- A sighting of one of the rarest mammals in the world, the elusive Chacoan fairy armadillo, was recently documented by a team of Bolivian biologists.
- Seldom seen, the animal–which lives among the Gran Chaco dry forests of Argentina, Bolivia and Paraguay–has a population that is considered ‘data deficient’ by the IUCN, and is likely quite small.
- The species uses its huge claws and strong front legs to ‘swim’ into the Chaco’s sandy soils: its armor and tail are similarly adapted to facilitate their subterranean lifestyle.
- “This was a dream come true to see this animal,” one expert told Mongabay, since such sightings top the wishlists of mammal enthusiasts around the world.
The four-wheel-drive bumped over a rutted road. Rain that began as soon as they left the pavement was so thick that the road, compacted by traffic, became slippery, and the tires dug-in. It was 8 a.m.

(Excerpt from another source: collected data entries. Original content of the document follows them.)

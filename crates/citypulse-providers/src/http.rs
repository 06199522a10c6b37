//! Request plumbing shared by every provider client.

use std::time::Duration;

use citypulse_core::{HttpConfig, NetworkError, Provider, ProviderError, ReqwestErrorExt};
use reqwest::{Client, RequestBuilder, Response};
use serde::de::DeserializeOwned;

/// Longest provider error body kept in an error message.
const MAX_ERROR_BODY: usize = 200;

/// Build the HTTP client shared by all providers.
pub fn build_client(config: &HttpConfig) -> Result<Client, NetworkError> {
    Client::builder()
        .timeout(Duration::from_secs(config.timeout_secs))
        .user_agent(config.user_agent.clone())
        .build()
        .map_err(ReqwestErrorExt::into_network_error)
}

/// Return the configured key or a configuration error naming the provider.
pub(crate) fn require_key(provider: Provider, key: Option<&str>) -> Result<&str, ProviderError> {
    key.map(str::trim)
        .filter(|k| !k.is_empty())
        .ok_or(ProviderError::MissingApiKey { provider })
}

/// Normalise a configured base URL so paths can be appended with `/`.
pub(crate) fn trim_base(base_url: &str) -> String {
    base_url.trim_end_matches('/').to_string()
}

/// Send a request, mapping transport failures and non-success statuses.
///
/// `subject` names what the request looks up and is reported on a 404.
pub(crate) async fn send(
    provider: Provider,
    subject: &str,
    request: RequestBuilder,
) -> Result<Response, ProviderError> {
    let response = request
        .send()
        .await
        .map_err(|e| e.into_provider_error(provider))?;

    let status = response.status();
    if status.is_success() {
        return Ok(response);
    }

    let body = response.text().await.unwrap_or_default();
    tracing::warn!("{} provider returned {}", provider, status);
    Err(ProviderError::from_status(
        provider,
        status.as_u16(),
        subject,
        error_detail(&body),
    ))
}

/// Send a request and decode a JSON body.
pub(crate) async fn send_json<T: DeserializeOwned>(
    provider: Provider,
    subject: &str,
    request: RequestBuilder,
) -> Result<T, ProviderError> {
    let response = send(provider, subject, request).await?;
    let bytes = response
        .bytes()
        .await
        .map_err(|e| e.into_provider_error(provider))?;

    serde_json::from_slice(&bytes).map_err(|e| {
        ProviderError::invalid_response(provider, format!("JSON parse error: {}", e))
    })
}

/// Pull a readable message out of a provider error body.
///
/// Providers disagree on the shape: `message`, `error_message`, `errors: [..]`
/// and `fault.faultstring` are all in use.
fn error_detail(body: &str) -> String {
    if let Ok(value) = serde_json::from_str::<serde_json::Value>(body) {
        let candidates = [
            value.get("message"),
            value.get("error_message"),
            value.pointer("/errors/0"),
            value.pointer("/fault/faultstring"),
            value.pointer("/error/message"),
        ];
        if let Some(text) = candidates.into_iter().flatten().find_map(|v| v.as_str()) {
            return text.to_string();
        }
    }

    let trimmed = body.trim();
    match trimmed.char_indices().nth(MAX_ERROR_BODY) {
        Some((cut, _)) => format!("{}...", &trimmed[..cut]),
        None => trimmed.to_string(),
    }
}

At the wheel was Nick Mcphee, Australian conservationist-turned Bolivian ecotourism uber-specialist, and with him were Bolivian biologist Huáscar Bustillos Cayoja, environmental impact social biologist Paula Silva, and professional photographer Ivan Gutierrez.
They thought they might get stuck in the mud, but there was no thought of turning back. It would take another hour and a half to get to their destination. Giving up was not an option.
They were after a holy grail of conservationists — a live sighting and registration of one of the rarest of the rare armadillos in the world, the elusive Chacoan fairy armadillo (Calyptophractus retusus), also known as the greater fairy armadillo, the mythical culotapado of local lore, or tatujeikurajoyava to the Guaranis of the Bolivian Chaco. Alternatively called tatu or coseberu by those in the cities, or “the cryer” by its 18th-century discoverers, it is also known to science as Burmeister’s armadillo. There was a lot of excitement.
The night before at around 6 pm, in the region of La Florida in the westernmost part of Santa Cruz Department in eastern Bolivia, farmer Milton López Viruez was driving his truck slowly on the sandy road of his farm when his headlights shone on something pink in front of his truck.
Stopping to investigate, he leaned over to take a look. He had never seen such a thing. It was a weird and extraordinarily odd little animal, whose appearance did not fit any known category or explanation, a truly unusual creature.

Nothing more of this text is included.